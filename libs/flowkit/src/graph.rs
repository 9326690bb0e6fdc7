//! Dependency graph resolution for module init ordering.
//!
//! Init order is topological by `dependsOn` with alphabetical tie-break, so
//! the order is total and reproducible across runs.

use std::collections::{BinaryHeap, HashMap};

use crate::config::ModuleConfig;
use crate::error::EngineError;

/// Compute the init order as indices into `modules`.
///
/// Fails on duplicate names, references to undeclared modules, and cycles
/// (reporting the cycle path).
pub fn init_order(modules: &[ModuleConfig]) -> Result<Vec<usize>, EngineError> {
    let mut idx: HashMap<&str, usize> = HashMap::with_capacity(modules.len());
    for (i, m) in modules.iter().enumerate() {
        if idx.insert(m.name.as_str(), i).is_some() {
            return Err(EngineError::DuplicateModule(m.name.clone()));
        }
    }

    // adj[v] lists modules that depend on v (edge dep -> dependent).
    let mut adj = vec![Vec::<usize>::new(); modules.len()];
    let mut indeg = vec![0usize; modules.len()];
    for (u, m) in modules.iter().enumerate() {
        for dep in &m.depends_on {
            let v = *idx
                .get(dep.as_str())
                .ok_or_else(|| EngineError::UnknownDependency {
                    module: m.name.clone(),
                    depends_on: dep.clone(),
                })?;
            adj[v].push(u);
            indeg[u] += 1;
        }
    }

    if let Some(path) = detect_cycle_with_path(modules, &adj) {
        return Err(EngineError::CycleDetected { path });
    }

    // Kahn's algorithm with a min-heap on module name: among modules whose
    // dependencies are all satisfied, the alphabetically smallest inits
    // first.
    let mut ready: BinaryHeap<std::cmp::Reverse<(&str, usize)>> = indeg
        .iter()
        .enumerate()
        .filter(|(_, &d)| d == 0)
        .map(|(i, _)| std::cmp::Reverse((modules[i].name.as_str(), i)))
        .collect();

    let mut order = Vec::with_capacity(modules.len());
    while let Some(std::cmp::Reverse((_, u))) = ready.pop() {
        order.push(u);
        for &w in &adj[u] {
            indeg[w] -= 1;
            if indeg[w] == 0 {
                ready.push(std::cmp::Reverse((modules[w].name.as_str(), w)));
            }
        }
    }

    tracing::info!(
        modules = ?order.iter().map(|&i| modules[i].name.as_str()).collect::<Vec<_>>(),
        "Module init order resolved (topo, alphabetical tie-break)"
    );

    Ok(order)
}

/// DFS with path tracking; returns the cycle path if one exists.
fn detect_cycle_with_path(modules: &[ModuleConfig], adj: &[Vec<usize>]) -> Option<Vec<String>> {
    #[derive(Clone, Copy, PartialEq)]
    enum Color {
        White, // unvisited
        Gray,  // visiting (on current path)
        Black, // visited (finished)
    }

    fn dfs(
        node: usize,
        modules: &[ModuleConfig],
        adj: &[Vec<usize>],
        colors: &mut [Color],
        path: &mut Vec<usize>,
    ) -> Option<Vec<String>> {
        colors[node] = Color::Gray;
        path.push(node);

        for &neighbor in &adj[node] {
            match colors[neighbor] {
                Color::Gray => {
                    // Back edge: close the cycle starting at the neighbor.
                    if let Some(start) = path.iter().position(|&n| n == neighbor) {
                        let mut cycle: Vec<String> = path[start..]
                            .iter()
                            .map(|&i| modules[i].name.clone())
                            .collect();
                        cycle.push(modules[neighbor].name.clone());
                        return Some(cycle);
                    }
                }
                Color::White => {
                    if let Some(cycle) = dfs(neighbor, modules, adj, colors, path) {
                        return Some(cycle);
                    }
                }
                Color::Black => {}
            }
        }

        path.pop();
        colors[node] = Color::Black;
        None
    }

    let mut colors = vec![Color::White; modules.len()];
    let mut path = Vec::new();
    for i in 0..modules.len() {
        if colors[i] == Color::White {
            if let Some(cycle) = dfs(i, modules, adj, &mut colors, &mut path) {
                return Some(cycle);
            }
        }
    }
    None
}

*****

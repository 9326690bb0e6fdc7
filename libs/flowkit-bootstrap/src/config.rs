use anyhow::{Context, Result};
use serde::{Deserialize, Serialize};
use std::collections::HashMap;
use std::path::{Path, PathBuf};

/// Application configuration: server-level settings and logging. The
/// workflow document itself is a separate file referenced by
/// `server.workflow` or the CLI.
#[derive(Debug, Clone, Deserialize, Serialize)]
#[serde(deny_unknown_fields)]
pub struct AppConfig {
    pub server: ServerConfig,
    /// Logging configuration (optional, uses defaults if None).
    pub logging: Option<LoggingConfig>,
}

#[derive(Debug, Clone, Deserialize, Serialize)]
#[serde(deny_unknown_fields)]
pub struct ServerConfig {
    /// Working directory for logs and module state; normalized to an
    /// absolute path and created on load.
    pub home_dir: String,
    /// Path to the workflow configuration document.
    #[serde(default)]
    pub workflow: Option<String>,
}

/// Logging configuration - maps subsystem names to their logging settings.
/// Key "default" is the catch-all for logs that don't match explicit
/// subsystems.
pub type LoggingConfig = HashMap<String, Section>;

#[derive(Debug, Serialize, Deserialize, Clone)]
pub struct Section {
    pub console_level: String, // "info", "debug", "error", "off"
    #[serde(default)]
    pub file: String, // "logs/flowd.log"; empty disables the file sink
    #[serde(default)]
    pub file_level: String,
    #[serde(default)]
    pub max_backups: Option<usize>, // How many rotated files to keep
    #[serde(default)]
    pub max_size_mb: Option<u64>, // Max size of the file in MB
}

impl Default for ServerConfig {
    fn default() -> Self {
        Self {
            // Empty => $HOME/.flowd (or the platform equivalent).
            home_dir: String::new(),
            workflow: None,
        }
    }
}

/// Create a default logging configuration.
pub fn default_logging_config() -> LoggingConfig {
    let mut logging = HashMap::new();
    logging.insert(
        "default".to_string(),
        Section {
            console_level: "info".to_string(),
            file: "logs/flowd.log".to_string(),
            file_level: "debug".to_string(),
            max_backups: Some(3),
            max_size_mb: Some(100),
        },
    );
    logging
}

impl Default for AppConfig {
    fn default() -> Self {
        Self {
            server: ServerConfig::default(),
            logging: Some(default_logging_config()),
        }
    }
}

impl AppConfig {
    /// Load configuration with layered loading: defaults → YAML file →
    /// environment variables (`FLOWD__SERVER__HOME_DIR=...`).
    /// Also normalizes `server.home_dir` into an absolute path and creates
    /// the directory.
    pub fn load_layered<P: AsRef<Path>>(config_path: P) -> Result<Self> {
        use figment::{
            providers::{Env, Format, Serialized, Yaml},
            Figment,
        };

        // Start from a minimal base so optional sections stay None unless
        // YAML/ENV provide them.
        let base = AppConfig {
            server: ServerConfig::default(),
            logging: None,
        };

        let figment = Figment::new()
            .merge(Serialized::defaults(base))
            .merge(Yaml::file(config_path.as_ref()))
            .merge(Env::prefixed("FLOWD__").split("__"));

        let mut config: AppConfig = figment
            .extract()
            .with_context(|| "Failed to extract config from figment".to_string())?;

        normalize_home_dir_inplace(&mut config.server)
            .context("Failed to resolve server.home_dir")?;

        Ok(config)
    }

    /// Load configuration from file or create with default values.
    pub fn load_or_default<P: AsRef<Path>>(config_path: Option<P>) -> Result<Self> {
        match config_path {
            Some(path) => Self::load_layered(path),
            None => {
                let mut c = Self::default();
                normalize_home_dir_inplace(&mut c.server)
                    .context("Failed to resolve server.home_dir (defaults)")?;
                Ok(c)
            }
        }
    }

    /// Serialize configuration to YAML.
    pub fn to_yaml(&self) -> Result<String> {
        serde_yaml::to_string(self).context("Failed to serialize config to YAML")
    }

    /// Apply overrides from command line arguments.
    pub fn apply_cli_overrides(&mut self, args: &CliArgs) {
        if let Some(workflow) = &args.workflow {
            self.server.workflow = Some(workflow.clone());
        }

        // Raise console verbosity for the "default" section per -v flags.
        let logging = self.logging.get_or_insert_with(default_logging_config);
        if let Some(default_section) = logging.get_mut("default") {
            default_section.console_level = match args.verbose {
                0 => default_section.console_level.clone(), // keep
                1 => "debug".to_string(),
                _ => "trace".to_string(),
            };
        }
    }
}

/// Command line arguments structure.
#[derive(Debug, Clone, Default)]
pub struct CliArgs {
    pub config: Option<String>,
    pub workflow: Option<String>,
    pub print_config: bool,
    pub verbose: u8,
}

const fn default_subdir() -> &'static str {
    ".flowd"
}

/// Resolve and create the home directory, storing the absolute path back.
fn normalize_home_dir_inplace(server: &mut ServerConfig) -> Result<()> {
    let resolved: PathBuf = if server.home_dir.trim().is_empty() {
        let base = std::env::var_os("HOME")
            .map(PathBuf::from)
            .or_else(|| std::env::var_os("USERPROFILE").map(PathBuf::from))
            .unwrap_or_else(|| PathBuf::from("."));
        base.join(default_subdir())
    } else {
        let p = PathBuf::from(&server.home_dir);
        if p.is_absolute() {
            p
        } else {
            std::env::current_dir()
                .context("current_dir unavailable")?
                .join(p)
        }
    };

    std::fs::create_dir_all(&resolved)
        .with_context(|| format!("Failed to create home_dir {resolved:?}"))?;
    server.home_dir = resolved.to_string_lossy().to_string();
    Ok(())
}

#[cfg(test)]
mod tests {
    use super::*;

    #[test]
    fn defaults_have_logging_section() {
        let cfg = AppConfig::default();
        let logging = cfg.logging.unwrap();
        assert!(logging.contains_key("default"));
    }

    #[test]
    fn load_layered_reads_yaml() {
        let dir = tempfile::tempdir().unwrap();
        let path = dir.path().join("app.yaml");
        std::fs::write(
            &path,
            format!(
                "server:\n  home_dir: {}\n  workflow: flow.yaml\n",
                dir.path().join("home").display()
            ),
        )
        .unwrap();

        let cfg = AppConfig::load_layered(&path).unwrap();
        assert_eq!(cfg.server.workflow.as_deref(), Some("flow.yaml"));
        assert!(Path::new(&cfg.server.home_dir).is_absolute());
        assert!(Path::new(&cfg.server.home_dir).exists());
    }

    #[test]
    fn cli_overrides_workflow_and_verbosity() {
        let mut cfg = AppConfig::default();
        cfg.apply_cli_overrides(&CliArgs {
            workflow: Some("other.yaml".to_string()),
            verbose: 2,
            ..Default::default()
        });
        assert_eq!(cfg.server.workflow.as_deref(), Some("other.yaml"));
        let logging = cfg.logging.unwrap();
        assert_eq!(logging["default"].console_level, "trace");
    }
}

*****

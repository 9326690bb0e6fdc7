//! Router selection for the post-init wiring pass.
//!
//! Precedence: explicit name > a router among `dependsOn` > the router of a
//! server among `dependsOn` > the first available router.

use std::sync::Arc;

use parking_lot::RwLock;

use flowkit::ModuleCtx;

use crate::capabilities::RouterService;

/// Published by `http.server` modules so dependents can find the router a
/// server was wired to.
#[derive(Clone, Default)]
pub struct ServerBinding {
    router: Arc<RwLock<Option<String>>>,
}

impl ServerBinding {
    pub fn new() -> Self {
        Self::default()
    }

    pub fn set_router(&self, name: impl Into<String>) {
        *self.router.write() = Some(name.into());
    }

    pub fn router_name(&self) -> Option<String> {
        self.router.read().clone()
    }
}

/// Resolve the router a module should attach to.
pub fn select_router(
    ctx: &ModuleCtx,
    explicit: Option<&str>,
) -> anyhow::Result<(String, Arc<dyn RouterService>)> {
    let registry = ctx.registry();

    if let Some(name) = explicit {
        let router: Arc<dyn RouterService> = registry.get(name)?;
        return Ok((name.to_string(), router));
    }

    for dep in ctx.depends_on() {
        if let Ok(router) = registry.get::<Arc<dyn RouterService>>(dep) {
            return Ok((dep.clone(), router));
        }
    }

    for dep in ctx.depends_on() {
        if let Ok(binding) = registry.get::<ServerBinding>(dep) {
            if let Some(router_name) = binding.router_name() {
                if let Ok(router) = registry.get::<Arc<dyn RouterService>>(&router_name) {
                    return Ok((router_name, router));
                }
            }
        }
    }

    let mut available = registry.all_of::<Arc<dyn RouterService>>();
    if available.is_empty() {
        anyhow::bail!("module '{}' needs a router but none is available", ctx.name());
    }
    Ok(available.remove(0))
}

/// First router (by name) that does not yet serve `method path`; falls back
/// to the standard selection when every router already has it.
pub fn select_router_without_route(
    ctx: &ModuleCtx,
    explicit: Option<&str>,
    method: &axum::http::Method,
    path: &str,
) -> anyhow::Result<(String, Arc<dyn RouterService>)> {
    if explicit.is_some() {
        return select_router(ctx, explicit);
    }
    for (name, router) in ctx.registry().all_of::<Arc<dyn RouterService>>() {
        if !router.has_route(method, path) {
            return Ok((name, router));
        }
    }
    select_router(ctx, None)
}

*****

# WORK ORDER
Could you repeat exactly the lines in the listing above from the one with "filename libs/flowkit/src/graph.rs" down to the one with "use crate::error::EngineError;"? Include both of those lines.

# ANSWER
filename libs/flowkit/src/graph.rs
repository 9326690bb0e6fdc7
//! Dependency graph resolution for module init ordering.
//!
//! Init order is topological by `dependsOn` with alphabetical tie-break, so
//! the order is total and reproducible across runs.

use std::collections::{BinaryHeap, HashMap};

use crate::config::ModuleConfig;
use crate::error::EngineError;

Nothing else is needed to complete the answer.